My opinion is that the local conferences should have been able to decide for themselves. This was clearly a procedural and not a theological issue. Even the "no" voters will grudgingly admit that. The issue was essentially whether we operate as a more congregationalist style organization with power divested to the local level or a more hierarchical Vatican-Style organization with power concentrated at the top. 

Me? I prefer the congregational style organization. It's harder to kill a decentralized organization by striking off its head. It's time for congregations to own their own churches. Do you realize that if the law goes after the church, most local congregations could lose the buildings they meet in because the individual churches own nothing. The larger church owns it all ultimately. The final battle will be guerrilla warfare after all.  When the forces of evil try to shut us down, the first thing they hit will be our church properties. We will need to be ready to find new places to meet and new ways to do our ministries.

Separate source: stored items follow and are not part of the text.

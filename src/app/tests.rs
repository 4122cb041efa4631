use std::collections::HashSet;
use std::path::PathBuf;

use super::*;
use crate::backend::{ArtistPage, SearchResults};
use crate::catalog::{Artist, ArtistRef, Notification, Track};
use crate::shell::ShellNotice;

fn t(id: &str, title: &str) -> Track {
    Track {
        id: id.into(),
        title: title.into(),
        media_url: format!("https://cdn.example.com/{id}.mp3"),
        cover_art_url: None,
        artist: ArtistRef {
            id: String::new(),
            name: "Someone".into(),
        },
        album: None,
    }
}

#[test]
fn fuzzy_match_simple() {
    let title = "Hello World";
    assert!(App::fuzzy_match_positions(title, "hw").is_some());
    assert!(App::fuzzy_match_positions(title, "ello").is_some());
    assert!(App::fuzzy_match_positions(title, "xyz").is_none());
    assert_eq!(App::fuzzy_match_positions(title, "HW"), Some(vec![0, 6]));
}

#[test]
fn next_prev_wrap_around() {
    let mut app = App::new(vec![t("1", "Alpha"), t("2", "Beta"), t("3", "Gamma")]);

    app.prev();
    assert_eq!(app.selected, 2);
    app.next();
    assert_eq!(app.selected, 0);
    app.next();
    assert_eq!(app.selected, 1);
}

#[test]
fn navigation_on_empty_list_is_a_no_op() {
    let mut app = App::new(Vec::new());
    app.next();
    app.prev();
    app.select_last();
    assert_eq!(app.selected, 0);
    assert!(app.selected_track().is_none());
}

#[test]
fn first_and_last() {
    let mut app = App::new(vec![t("1", "Alpha"), t("2", "Beta"), t("3", "Gamma")]);
    app.select_last();
    assert_eq!(app.selected_track().map(|t| t.id.as_str()), Some("3"));
    app.select_first();
    assert_eq!(app.selected_track().map(|t| t.id.as_str()), Some("1"));
}

#[test]
fn show_replaces_list_and_resets_selection() {
    let mut app = App::new(vec![t("1", "Alpha"), t("2", "Beta")]);
    app.selected = 1;

    app.show(View::Liked, vec![t("9", "Omega")]);
    assert_eq!(app.view, View::Liked);
    assert_eq!(app.selected, 0);
    assert_eq!(app.tracks.len(), 1);
}

#[test]
fn select_track_id_only_moves_to_listed_tracks() {
    let mut app = App::new(vec![t("1", "Alpha"), t("2", "Beta")]);
    assert!(app.select_track_id("2"));
    assert_eq!(app.selected, 1);
    assert!(!app.select_track_id("nope"));
    assert_eq!(app.selected, 1);
}

#[test]
fn search_query_editing_and_threshold() {
    let mut app = App::default();
    app.enter_search_mode();
    assert!(app.search_mode);

    app.push_search_char(' ');
    app.push_search_char('a');
    assert_eq!(app.search_term(2), None);

    app.push_search_char('b');
    assert_eq!(app.search_term(2), Some("ab"));

    app.pop_search_char();
    assert_eq!(app.search_term(2), None);

    app.exit_search_mode();
    assert!(!app.search_mode);

    app.enter_search_mode();
    assert!(app.search_query.is_empty());
}

#[test]
fn restart_needs_a_staged_update() {
    let mut app = App::default();
    app.note_update(ShellNotice::UpdateDownloaded);
    assert!(!app.restart_ready());

    app.staged_update = Some(PathBuf::from("/tmp/melodex-9.9.9"));
    assert!(app.restart_ready());
}

#[test]
fn view_titles() {
    assert_eq!(View::Releases.title(), " releases ");
    assert_eq!(View::Search("abc".into()).title(), " search: abc ");
    assert_eq!(View::Album("Blue".into()).title(), " album: Blue ");
}

fn artist(id: &str, name: &str) -> Artist {
    Artist {
        id: id.into(),
        name: name.into(),
        avatar_url: None,
        description: Some("Plays loud".into()),
    }
}

fn by(mut track: Track, artist_id: &str) -> Track {
    track.artist.id = artist_id.into();
    track
}

#[test]
fn search_keeps_people_until_the_view_changes() {
    let mut app = App::default();
    app.show_search(
        "bo".into(),
        SearchResults {
            tracks: vec![t("1", "Bolero")],
            artists: vec![artist("a1", "Bob")],
            profiles: Vec::new(),
        },
    );
    assert_eq!(app.view, View::Search("bo".into()));
    assert_eq!(app.search_artists.len(), 1);

    app.show(View::Liked, Vec::new());
    assert!(app.search_artists.is_empty());
}

#[test]
fn artist_comes_from_selection_then_search_results() {
    let mut app = App::default();
    app.show_search(
        "bo".into(),
        SearchResults {
            tracks: vec![by(t("1", "Bolero"), "a7")],
            artists: vec![artist("a1", "Bob")],
            profiles: Vec::new(),
        },
    );
    assert_eq!(app.artist_to_open().as_deref(), Some("a7"));

    // tracks with an unknown artist fall back to the first matched artist
    app.tracks = vec![t("2", "Nameless")];
    assert_eq!(app.artist_to_open().as_deref(), Some("a1"));

    app.show(View::Releases, vec![t("2", "Nameless")]);
    assert_eq!(app.artist_to_open(), None);
}

#[test]
fn artist_view_carries_albums() {
    let mut app = App::default();
    app.show_artist(ArtistPage {
        artist: artist("a1", "Bob"),
        albums: Vec::new(),
        tracks: vec![by(t("1", "Bolero"), "a1")],
    });
    assert_eq!(app.view.title(), " artist: Bob ");
    assert_eq!(app.artist.as_ref().map(|a| a.id.as_str()), Some("a1"));
    assert_eq!(app.tracks.len(), 1);
}

fn note(id: &str) -> Notification {
    Notification {
        id: id.into(),
        title: format!("note {id}"),
        content: None,
        created_at: None,
    }
}

#[test]
fn opening_notifications_clears_the_unread_badge() {
    let mut app = App {
        unread_notifications: Some(2),
        ..App::default()
    };
    let read: HashSet<String> = ["n1".to_string()].into_iter().collect();
    let panel = NotificationsPanel::new(vec![note("n1"), note("n2"), note("n3")], &read);
    assert!(!panel.is_unread("n1"));
    assert!(panel.is_unread("n2"));

    app.open_notifications(panel);
    assert_eq!(app.unread_notifications, Some(0));
    // markers reflect what was unread when the panel opened
    assert!(app.notifications.as_ref().is_some_and(|p| p.is_unread("n3")));

    app.close_notifications();
    assert!(app.notifications.is_none());
}

#[test]
fn signed_out_badge_stays_absent() {
    let mut app = App::default();
    app.open_notifications(NotificationsPanel::default());
    assert_eq!(app.unread_notifications, None);
}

For now, little really changes due to the ordination vote, other than a lot of ruffled feelings among those who sought the change and the reaffirmation of GC central authority. For now we Adventist men should stand in the breach and be prepared to defend the faith. The Army of the Lord has a fight before it. I prefer we adopt the American style military organization, where the commanders in the field have greater leeway in making battlefield decisions.  I fear the church is going with a more top-down decision making process (reminiscent of German and Soviet military command structures where knocking off a general creates a massive decision-making vacuum in all the forces he commands). 

That said, the church is still the church and with prayer and courage, we must stand in our place in the line and do our duty. The sisters who stand next to us in that line may not wear the stripes of ordination, but that does not mean God has not called them as he called Deborah and Esther and Ellen to take their places on the front lines; even, sometimes, as leaders. If they are ever to be ordained to take those places of leadership, however, it will have to wait for the blessing of Ted Wilson and crew. 

 In the meantime, prayers are ascending as the time grows closer.